Aim of the exercise |
Can you return the records below exactly as they stand, but only from the first line through the one with "nothing and the"?

____________________

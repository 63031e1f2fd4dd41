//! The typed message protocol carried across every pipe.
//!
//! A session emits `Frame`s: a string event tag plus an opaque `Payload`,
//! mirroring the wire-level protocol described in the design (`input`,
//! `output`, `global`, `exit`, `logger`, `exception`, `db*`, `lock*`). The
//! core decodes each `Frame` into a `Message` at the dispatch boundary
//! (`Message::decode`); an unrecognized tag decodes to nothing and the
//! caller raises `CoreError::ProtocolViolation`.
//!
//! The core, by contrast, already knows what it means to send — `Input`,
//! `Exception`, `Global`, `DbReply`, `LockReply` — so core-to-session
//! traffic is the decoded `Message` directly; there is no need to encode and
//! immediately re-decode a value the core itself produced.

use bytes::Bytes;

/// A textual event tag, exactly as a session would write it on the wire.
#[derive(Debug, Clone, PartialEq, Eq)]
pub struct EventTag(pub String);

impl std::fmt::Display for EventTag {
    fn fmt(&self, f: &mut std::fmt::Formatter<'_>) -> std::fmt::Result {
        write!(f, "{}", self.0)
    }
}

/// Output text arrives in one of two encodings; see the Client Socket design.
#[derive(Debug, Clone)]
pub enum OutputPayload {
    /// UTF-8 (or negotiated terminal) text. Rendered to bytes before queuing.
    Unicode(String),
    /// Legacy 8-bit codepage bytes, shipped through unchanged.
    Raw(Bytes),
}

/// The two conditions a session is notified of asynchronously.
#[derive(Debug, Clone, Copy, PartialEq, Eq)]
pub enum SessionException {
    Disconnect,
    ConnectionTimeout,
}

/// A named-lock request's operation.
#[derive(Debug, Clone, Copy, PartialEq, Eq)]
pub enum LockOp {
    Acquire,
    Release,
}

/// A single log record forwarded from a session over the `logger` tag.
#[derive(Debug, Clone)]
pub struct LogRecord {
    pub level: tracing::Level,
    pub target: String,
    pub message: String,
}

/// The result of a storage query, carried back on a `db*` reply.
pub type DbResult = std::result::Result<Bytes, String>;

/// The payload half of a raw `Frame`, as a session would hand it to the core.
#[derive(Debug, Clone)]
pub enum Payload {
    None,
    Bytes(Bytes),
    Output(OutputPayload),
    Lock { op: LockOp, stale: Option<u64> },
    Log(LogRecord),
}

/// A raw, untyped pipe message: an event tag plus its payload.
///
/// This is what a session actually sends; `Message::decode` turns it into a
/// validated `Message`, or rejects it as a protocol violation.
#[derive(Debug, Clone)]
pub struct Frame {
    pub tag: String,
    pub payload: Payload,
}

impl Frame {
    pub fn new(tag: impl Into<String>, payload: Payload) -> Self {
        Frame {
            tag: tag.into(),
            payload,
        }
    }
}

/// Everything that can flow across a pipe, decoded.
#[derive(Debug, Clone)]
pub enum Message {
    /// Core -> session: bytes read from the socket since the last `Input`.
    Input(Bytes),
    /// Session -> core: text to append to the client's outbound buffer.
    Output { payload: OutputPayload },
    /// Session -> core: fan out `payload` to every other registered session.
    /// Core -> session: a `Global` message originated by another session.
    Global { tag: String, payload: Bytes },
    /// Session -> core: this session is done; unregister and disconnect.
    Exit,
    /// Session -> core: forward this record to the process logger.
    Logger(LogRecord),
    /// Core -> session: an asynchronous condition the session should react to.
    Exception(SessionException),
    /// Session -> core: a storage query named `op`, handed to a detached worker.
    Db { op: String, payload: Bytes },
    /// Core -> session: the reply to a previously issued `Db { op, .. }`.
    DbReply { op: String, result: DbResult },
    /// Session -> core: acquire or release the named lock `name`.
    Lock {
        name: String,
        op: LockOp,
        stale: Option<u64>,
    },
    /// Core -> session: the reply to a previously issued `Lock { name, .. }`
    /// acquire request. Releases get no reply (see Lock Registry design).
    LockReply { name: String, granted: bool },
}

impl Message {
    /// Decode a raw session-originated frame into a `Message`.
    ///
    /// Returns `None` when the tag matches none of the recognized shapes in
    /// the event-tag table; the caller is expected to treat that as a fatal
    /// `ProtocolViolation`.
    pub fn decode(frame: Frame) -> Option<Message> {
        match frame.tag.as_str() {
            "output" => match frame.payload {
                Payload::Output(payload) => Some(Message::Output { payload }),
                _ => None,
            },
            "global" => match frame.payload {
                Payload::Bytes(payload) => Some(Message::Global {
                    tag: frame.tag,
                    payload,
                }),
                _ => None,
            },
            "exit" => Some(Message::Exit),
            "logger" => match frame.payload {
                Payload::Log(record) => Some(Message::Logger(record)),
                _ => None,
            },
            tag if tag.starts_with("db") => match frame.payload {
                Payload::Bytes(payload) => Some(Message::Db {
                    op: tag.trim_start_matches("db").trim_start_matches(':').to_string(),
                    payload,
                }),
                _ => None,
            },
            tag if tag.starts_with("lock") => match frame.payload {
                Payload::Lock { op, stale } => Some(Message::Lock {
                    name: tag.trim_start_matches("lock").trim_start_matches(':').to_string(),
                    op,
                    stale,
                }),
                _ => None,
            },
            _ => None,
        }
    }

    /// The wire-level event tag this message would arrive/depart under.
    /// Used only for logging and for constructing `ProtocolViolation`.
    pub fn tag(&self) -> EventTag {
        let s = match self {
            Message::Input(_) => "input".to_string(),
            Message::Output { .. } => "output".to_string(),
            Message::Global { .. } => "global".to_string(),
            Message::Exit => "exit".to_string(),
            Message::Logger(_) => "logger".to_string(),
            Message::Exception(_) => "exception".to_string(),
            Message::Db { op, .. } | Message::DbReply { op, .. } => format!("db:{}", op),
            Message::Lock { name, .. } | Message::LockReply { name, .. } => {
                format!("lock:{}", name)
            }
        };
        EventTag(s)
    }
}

____________________

Finished exercise |
repository 63031e1f2fd4dd41
//! The typed message protocol carried across every pipe.
//!
//! A session emits `Frame`s: a string event tag plus an opaque `Payload`,
//! mirroring the wire-level protocol described in the design (`input`,
//! `output`, `global`, `exit`, `logger`, `exception`, `db*`, `lock*`). The
//! core decodes each `Frame` into a `Message` at the dispatch boundary
//! (`Message::decode`); an unrecognized tag decodes to nothing and the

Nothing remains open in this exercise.